Evidence that the in vivo effect of papaya latex on H. bakeri is mediated through cysteine proteinases. Groups of mice infected with 200 L3 of H. bakeri were treated with water, E-64 alone, papaya latex (135 nmoles active enzyme) or papaya latex pre-incubated with E-64 (0.64 nM) for 15 minutes prior to oral delivery to mice. Only untreated papaya latex caused a significant reduction in worm burdens. For full analysis and further details, see Stepek et al [75]. Reprinted with permission.

A relevant question to resolve was whether the mode of action of CPs in papaya latex in vivo was the same as that evident in vitro. One complication of addressing this question adequately is that as soon as worms are damaged they are likely to begin moving down the intestine, since they would become incapable of holding their position against the flow of ingesta as it is pushed down the intestine by peristalsis. Thus damaged worms are likely to be detected outside their normal site in the gut and it could be argued that the damage was not so much a reflection of the activity of the CPs but rather the consequence of moving into an abnormal site in the gut. However, our experiments contained natural controls that helped to dispel this concern. Papaya latex does not clear all the worms out at each treatment, so some worms remain in their normal anterior site. Indeed we found that 1 hour after treatment, worms could be detected in the lower intestine, showing damaged cuticle and signs of erosion of their surface much like those observed in vitro. Two hours after treatment some worms were in the colon with even more substantial damage to their surface, showing complete erosion of the surface layers of the cuticle and exposure of the underlying collagen fibers. However, even at 3 and 4 hours after treatment other worms were seen in the upper small intestine, in their normal site, showing a normal appearance of the synlophe with an undamaged cuticle. That, together with our observation that after treatment with conventional anthelmintics (such as pyrantel, which paralyses worms), no changes were seen in the cuticle as the worms were retrieved from the lower intestine, indicate that it is the CP activity, and not translocation into abnormal sectors of the gut, that is responsible for the damage to worms in vivo [75].

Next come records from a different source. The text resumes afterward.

//! Deserialization errors.
//!
//! Grounded on `exo-class-file/src/error.rs`'s flat error enum, trimmed to
//! the attributes and constructs this parser actually recognizes: unrecognized
//! attributes are skipped by length rather than rejected, so there is nothing
//! to have a dedicated error variant for.

use std::string::FromUtf8Error;

/// An error which can occur while deserializing a class file.
#[derive(Debug, thiserror::Error)]
pub enum ClassFileError {
    #[error("i/o error reading class file: {0}")]
    Io(#[from] std::io::Error),

    #[error("bad magic number: {0:#010x}")]
    BadMagicNumber(u32),

    #[error("unknown constant pool tag: {0}")]
    UnknownConstantPoolTag(u8),

    #[error("invalid modified utf-8: {0}")]
    InvalidUtf8(#[from] FromUtf8Error),

    #[error("unknown method handle reference kind: {0}")]
    UnknownReferenceKind(u8),

    #[error("bad class access flags")]
    BadClassAccessFlags,

    #[error("bad field access flags")]
    BadFieldAccessFlags,

    #[error("bad method access flags")]
    BadMethodAccessFlags,

    #[error("unknown opcode: {0:#04x}")]
    UnknownOpcode(u8),

    #[error("opcode {0:#04x} is reserved and unsupported")]
    ReservedOpcode(u8),

    #[error("malformed field or method descriptor: {0:?}")]
    BadDescriptor(String),

    #[error("arithmetic overflow decoding a {0} table")]
    TableOverflow(&'static str),

    #[error("constant pool index {0} out of range")]
    BadConstantPoolIndex(u16),

    #[error("constant pool entry at index {0} has the wrong tag for this use")]
    WrongConstantPoolTag(u16),
}

pub type Result<T> = std::result::Result<T, ClassFileError>;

The special case of worms that parasitize the stomach

The CPs found in the latices and extracts of fruits all have a neutral pH optimum of around 7, with a range, for example in the case of ficin, in which some activity is retained from pH 4 to 8.5 [40]. Fruit derived, secreted CPs cannot work effectively at lower or higher pH (although some intracellular CPs have lower optimal pHs), so we were not expecting to see an immediate effect on our model stomach worm P. muricola. It has even been suggested that the effect of acidity on CPs is irreversible [78], but quite clearly that cannot be the whole story because in our experiments and the earlier trials with human parasitic worms, the anthelmintic activity was convincingly demonstrated against worms in the small intestine and in the colon [75, 76]. As expected, we initially observed no effects against P. muricola when the papaya latex was given orally. However, when acid secretion was temporarily blocked by giving the antacid cimetidine 30 minutes before the papaya latex, we observed loss of most female worms, although surprisingly no effect on males [58]. This curious sex bias may just be a question of the available cuticular surface, since female worms are substantially larger than males [79], although the surface area/volume ratio is larger in smaller organisms. It may also reflect molecular differences in the structural composition of the cuticles of the two sexes of this species. The observation that CPs in combination with cimetidine can be made to express anthelmintic activity in a site where the pH would normally be too acidic for them to be able to work effectively, opens the door to other refinements and combination treatments, although, as yet, this is an unexplored topic.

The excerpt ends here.